A Vision for Responsible Innovation

The executive order on cryptocurrency highlights the critical role digital assets play in fostering economic growth and maintaining U.S. leadership in financial technology. It underscores the importance of supporting blockchain technologies across all sectors, ensuring their lawful and accessible use for individuals and businesses alike.

A cornerstone of this vision is the preservation of individual economic liberty. The order protects citizens’ rights to access decentralized blockchain networks, transact without censorship, and self-custody their digital assets. This commitment to decentralization underscores the administration’s focus on creating a vibrant and inclusive digital economy.

Safeguarding the Dollar’s Sovereignty

In an era of rapid advancements in digital currencies, the executive order on cryptocurrency takes significant steps to safeguard the U.S. dollar’s dominance in global finance. By promoting the development of legitimate, dollar-backed stablecoins, the administration aims to reinforce the dollar’s position as a cornerstone of international commerce, ensuring its relevance in the digital age.

Prohibition of Central Bank Digital Currencies (CBDCs)

One of the most controversial elements of the executive order on cryptocurrency is its outright ban on the establishment, issuance, or use of Central Bank Digital Currencies (CBDCs) within the U.S. jurisdiction. The administration argues that CBDCs pose risks to financial stability, individual privacy, and monetary sovereignty. Federal agencies are directed to terminate any ongoing CBDC initiatives, reflecting a decisive move away from centralized digital currencies.

Commitment to Regulatory Clarity

The executive order on cryptocurrency calls for transparent, technology-neutral regulatory frameworks that foster innovation while providing clear guidance to businesses and entrepreneurs. This approach aims to eliminate confusion, reduce barriers to entry, and encourage growth in the digital asset sector.
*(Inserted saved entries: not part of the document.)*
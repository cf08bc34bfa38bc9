//! HTTP transport and remote API plumbing.
//!
//! The cleaners only see the [`ApiClient`] trait; the blocking
//! [`HttpClient`] implementation handles bearer-credential refresh and
//! retry. URL construction lives in [`OrgApi`] so endpoint shapes are in
//! one place.

pub mod auth;
pub mod client;
pub mod errors;
pub mod helpers;
pub mod types;
pub mod urls;
pub mod waiter;

#[cfg(test)]
pub mod testing;

pub use auth::{EnvToken, StaticToken, TokenProvider};
pub use client::{ApiClient, ApiResponse, DryRun, HttpClient};
pub use errors::ApiError;
pub use helpers::api_delete;
pub use urls::{DeployableKind, OrgApi};
pub use waiter::{WaitPolicy, wait_for_operation, wait_for_undeploy};
//! Data collector cleanup: bundle-scan surviving revisions for capture
//! references, then delete the collectors nothing writes to.

use tracing::info;

use crate::api::helpers::api_delete;
use crate::api::types::DataCollectorList;
use crate::bundle::analyzer::scan_surviving_revisions;
use crate::bundle::parsers::UsagePolicy;
use crate::cleaners::errors::CleanError;
use crate::cleaners::types::{CleanContext, CleanStats, Cleaner, fetch_listing};
use crate::graph::types::ResourceGraph;

pub struct DataCollectorCleaner;

impl Cleaner for DataCollectorCleaner {
    fn name(&self) -> &'static str {
        "datacollector"
    }

    fn delete(
        &self,
        graph: &mut ResourceGraph,
        ctx: &CleanContext,
    ) -> Result<CleanStats, CleanError> {
        let listing: DataCollectorList =
            fetch_listing(ctx.client, &ctx.api.data_collectors(), "datacollectors")?;
        info!(
            event = "core.datacollector.clean_started",
            total = listing.data_collectors.len()
        );
        let mut stats = CleanStats::default();

        // The bundle scan is the expensive part; with nothing listed there
        // is nothing to decide.
        if listing.data_collectors.is_empty() {
            info!(event = "core.datacollector.clean_completed", deleted = 0usize);
            return Ok(stats);
        }

        let used = scan_surviving_revisions(
            ctx.client,
            ctx.api,
            graph,
            UsagePolicy::DataCollectorUsage,
        );

        for collector in &listing.data_collectors {
            if used.contains(&collector.name) {
                info!(
                    event = "core.datacollector.in_use_skip",
                    collector = %collector.name
                );
                stats.skipped += 1;
                continue;
            }
            if api_delete(
                ctx.client,
                &ctx.api.data_collector(&collector.name),
                &format!("datacollector {}", collector.name),
            ) {
                stats.deleted += 1;
            } else {
                stats.retained += 1;
            }
        }

        info!(
            event = "core.datacollector.clean_completed",
            deleted = stats.deleted,
            skipped = stats.skipped,
            retained = stats.retained
        );
        Ok(stats)
    }
}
Establishment of the President’s Working Group on Digital Asset Markets

To advance its vision, the executive order on cryptocurrency establishes the President’s Working Group on Digital Asset Markets. This group, led by the Special Advisor for AI and Crypto, includes senior officials from key federal agencies like the Treasury, Justice Department, and SEC. Its responsibilities include:

  • Developing a comprehensive federal regulatory framework for digital assets and stablecoins.
  • Evaluating the creation of a national digital asset stockpile using lawfully seized cryptocurrencies.
  • Reviewing existing regulations to align them with the new policies outlined in the executive order on cryptocurrency.

Revocation of Outdated Frameworks

The executive order revokes Executive Order 14067 (2022) and the Treasury’s 2022 Framework for International Engagement on Digital Assets. These moves reset the regulatory landscape and align it with the administration’s forward-looking agenda for the cryptocurrency sector.

Encouraging Public Engagement

Recognizing the importance of collaboration, the working group is directed to engage with industry leaders and hold public hearings. This ensures that the regulatory frameworks reflect the realities and needs of the rapidly evolving digital asset sector.

Implications for the Future

This executive order on cryptocurrency sets a bold course for the United States, emphasizing innovation, decentralization, and the primacy of the U.S. dollar. It provides regulatory clarity and support for businesses, innovators, and investors while firmly opposing centralized digital currencies like CBDCs.

However, the prohibition of CBDCs may spark debates about whether this move puts the U.S. at odds with global trends. As the President’s Working Group implements the order, all eyes will be on how these policies unfold and whether they can solidify America’s position as a leader in digital financial technology.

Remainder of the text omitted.